//! Capped log of past notifications for the history viewer.
//!
//! Newest first. Appending past capacity silently drops the oldest entry
//! (ring behavior). The store optionally round-trips through a JSON
//! snapshot file so history survives restarts.

use std::collections::VecDeque;
use std::path::{Path, PathBuf};
use std::time::SystemTime;

use modus_notifications_util::{Notification, NotificationUrgency};
use serde::{Deserialize, Serialize};

/// Snapshot of a retired notification
#[derive(Debug, Clone, PartialEq, Serialize, Deserialize)]
pub struct HistoryEntry {
    pub id: u32,
    pub app_name: String,
    pub app_icon: String,
    pub summary: String,
    pub body: String,
    pub urgency: NotificationUrgency,
    pub time: SystemTime,
    /// Cached image file the entry took ownership of, if any
    pub cached_image: Option<PathBuf>,
}

impl HistoryEntry {
    pub fn new(notification: &Notification, cached_image: Option<PathBuf>) -> Self {
        Self {
            id: notification.id,
            app_name: notification.app_name.clone(),
            app_icon: notification.app_icon.clone(),
            summary: notification.summary.clone(),
            body: notification.body.clone(),
            urgency: notification.urgency(),
            time: notification.time,
            cached_image,
        }
    }
}

/// Optional constraints for [`HistoryStore::list`]
#[derive(Debug, Clone, Default)]
pub struct HistoryFilter {
    pub urgency: Option<NotificationUrgency>,
    pub app_name: Option<String>,
}

pub struct HistoryStore {
    entries: VecDeque<HistoryEntry>,
    limit: usize,
}

impl HistoryStore {
    pub fn new(limit: usize) -> Self {
        Self {
            entries: VecDeque::new(),
            limit: limit.max(1),
        }
    }

    pub fn len(&self) -> usize {
        self.entries.len()
    }

    pub fn is_empty(&self) -> bool {
        self.entries.is_empty()
    }

    /// Record a retired notification, newest first. Returns the entry
    /// dropped from the far end when the store is at capacity, so the
    /// caller can release its cached image.
    pub fn append(&mut self, entry: HistoryEntry) -> Option<HistoryEntry> {
        self.entries.push_front(entry);
        if self.entries.len() > self.limit {
            self.entries.pop_back()
        } else {
            None
        }
    }

    /// Fresh snapshot of matching entries, newest first. Re-querying
    /// yields a new snapshot, never a live view.
    pub fn list(&self, filter: &HistoryFilter) -> Vec<HistoryEntry> {
        self.entries
            .iter()
            .filter(|e| filter.urgency.is_none_or(|u| e.urgency == u))
            .filter(|e| {
                filter
                    .app_name
                    .as_deref()
                    .is_none_or(|app| e.app_name == app)
            })
            .cloned()
            .collect()
    }

    /// Whether any entry still owns the cached image at `path`
    pub fn retains_image(&self, path: &Path) -> bool {
        self.entries
            .iter()
            .any(|e| e.cached_image.as_deref() == Some(path))
    }

    /// Empty the store, returning the removed entries for image cleanup.
    /// Active notifications are unaffected.
    pub fn clear(&mut self) -> Vec<HistoryEntry> {
        self.entries.drain(..).collect()
    }

    /// Drop every entry belonging to `app_name`, returning them for image
    /// cleanup.
    pub fn clear_app(&mut self, app_name: &str) -> Vec<HistoryEntry> {
        let mut removed = Vec::new();
        self.entries.retain(|e| {
            if e.app_name == app_name {
                removed.push(e.clone());
                false
            } else {
                true
            }
        });
        removed
    }

    pub fn save(&self, path: &Path) -> std::io::Result<()> {
        if let Some(parent) = path.parent() {
            std::fs::create_dir_all(parent)?;
        }
        let snapshot: Vec<&HistoryEntry> = self.entries.iter().collect();
        let raw = serde_json::to_string(&snapshot)?;
        std::fs::write(path, raw)
    }

    /// Restore from a snapshot file. A missing file yields an empty store;
    /// a corrupt one is logged and ignored.
    pub fn load(path: &Path, limit: usize) -> Self {
        let mut store = Self::new(limit);
        let raw = match std::fs::read_to_string(path) {
            Ok(raw) => raw,
            Err(err) => {
                if err.kind() != std::io::ErrorKind::NotFound {
                    tracing::warn!("failed to read history snapshot {}: {err}", path.display());
                }
                return store;
            }
        };
        match serde_json::from_str::<Vec<HistoryEntry>>(&raw) {
            Ok(entries) => {
                // Snapshot is newest first; refill oldest first so the cap
                // drops the right end
                for entry in entries.into_iter().rev() {
                    store.append(entry);
                }
            }
            Err(err) => {
                tracing::error!("corrupt history snapshot {}: {err}", path.display());
            }
        }
        store
    }
}

#[cfg(test)]
mod tests {
    use super::*;

    fn entry(id: u32, app: &str, urgency: NotificationUrgency) -> HistoryEntry {
        HistoryEntry {
            id,
            app_name: app.to_string(),
            app_icon: String::new(),
            summary: format!("summary {id}"),
            body: String::new(),
            urgency,
            time: SystemTime::now(),
            cached_image: None,
        }
    }

    #[test]
    fn test_append_newest_first() {
        let mut store = HistoryStore::new(10);
        store.append(entry(1, "a", NotificationUrgency::Normal));
        store.append(entry(2, "a", NotificationUrgency::Normal));

        let all = store.list(&HistoryFilter::default());
        assert_eq!(all[0].id, 2);
        assert_eq!(all[1].id, 1);
    }

    #[test]
    fn test_ring_drops_oldest_past_capacity() {
        let mut store = HistoryStore::new(3);
        for id in 1..=3 {
            assert!(store
                .append(entry(id, "a", NotificationUrgency::Normal))
                .is_none());
        }

        let dropped = store.append(entry(4, "a", NotificationUrgency::Normal));
        assert_eq!(dropped.unwrap().id, 1);
        assert_eq!(store.len(), 3);
    }

    #[test]
    fn test_list_filters() {
        let mut store = HistoryStore::new(10);
        store.append(entry(1, "mail", NotificationUrgency::Normal));
        store.append(entry(2, "chat", NotificationUrgency::Critical));
        store.append(entry(3, "mail", NotificationUrgency::Critical));

        let critical = store.list(&HistoryFilter {
            urgency: Some(NotificationUrgency::Critical),
            app_name: None,
        });
        assert_eq!(critical.len(), 2);

        let mail_critical = store.list(&HistoryFilter {
            urgency: Some(NotificationUrgency::Critical),
            app_name: Some("mail".to_string()),
        });
        assert_eq!(mail_critical.len(), 1);
        assert_eq!(mail_critical[0].id, 3);
    }

    #[test]
    fn test_list_is_a_snapshot() {
        let mut store = HistoryStore::new(10);
        store.append(entry(1, "a", NotificationUrgency::Normal));
        let first = store.list(&HistoryFilter::default());

        store.append(entry(2, "a", NotificationUrgency::Normal));
        assert_eq!(first.len(), 1);
        assert_eq!(store.list(&HistoryFilter::default()).len(), 2);
    }

    #[test]
    fn test_clear_app() {
        let mut store = HistoryStore::new(10);
        store.append(entry(1, "spotify", NotificationUrgency::Normal));
        store.append(entry(2, "mail", NotificationUrgency::Normal));
        store.append(entry(3, "spotify", NotificationUrgency::Normal));

        let removed = store.clear_app("spotify");
        assert_eq!(removed.len(), 2);
        assert_eq!(store.len(), 1);
        assert_eq!(store.list(&HistoryFilter::default())[0].app_name, "mail");
    }

    #[test]
    fn test_snapshot_round_trip() {
        let dir = tempfile::tempdir().unwrap();
        let path = dir.path().join("history.json");

        let mut store = HistoryStore::new(5);
        for id in 1..=8 {
            store.append(entry(id, "a", NotificationUrgency::Normal));
        }
        store.save(&path).unwrap();

        let restored = HistoryStore::load(&path, 5);
        let original: Vec<u32> = store
            .list(&HistoryFilter::default())
            .iter()
            .map(|e| e.id)
            .collect();
        let reloaded: Vec<u32> = restored
            .list(&HistoryFilter::default())
            .iter()
            .map(|e| e.id)
            .collect();
        assert_eq!(original, reloaded);
        assert_eq!(reloaded, vec![8, 7, 6, 5, 4]);
    }

    #[test]
    fn test_load_missing_file_is_empty() {
        let store = HistoryStore::load(Path::new("/nonexistent/history.json"), 10);
        assert!(store.is_empty());
    }

    #[test]
    fn test_load_corrupt_file_is_empty() {
        let dir = tempfile::tempdir().unwrap();
        let path = dir.path().join("history.json");
        std::fs::write(&path, "{not json").unwrap();

        let store = HistoryStore::load(&path, 10);
        assert!(store.is_empty());
    }

    #[test]
    fn test_load_caps_oversized_snapshot() {
        let dir = tempfile::tempdir().unwrap();
        let path = dir.path().join("history.json");

        let mut store = HistoryStore::new(50);
        for id in 1..=10 {
            store.append(entry(id, "a", NotificationUrgency::Normal));
        }
        store.save(&path).unwrap();

        let restored = HistoryStore::load(&path, 4);
        let ids: Vec<u32> = restored
            .list(&HistoryFilter::default())
            .iter()
            .map(|e| e.id)
            .collect();
        assert_eq!(ids, vec![10, 9, 8, 7]);
    }
}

### WHAT THIS TASK INVOLVES
A single number is required: the count of lines in the data above that include the string "yields".

### EXERCISE RESULT
2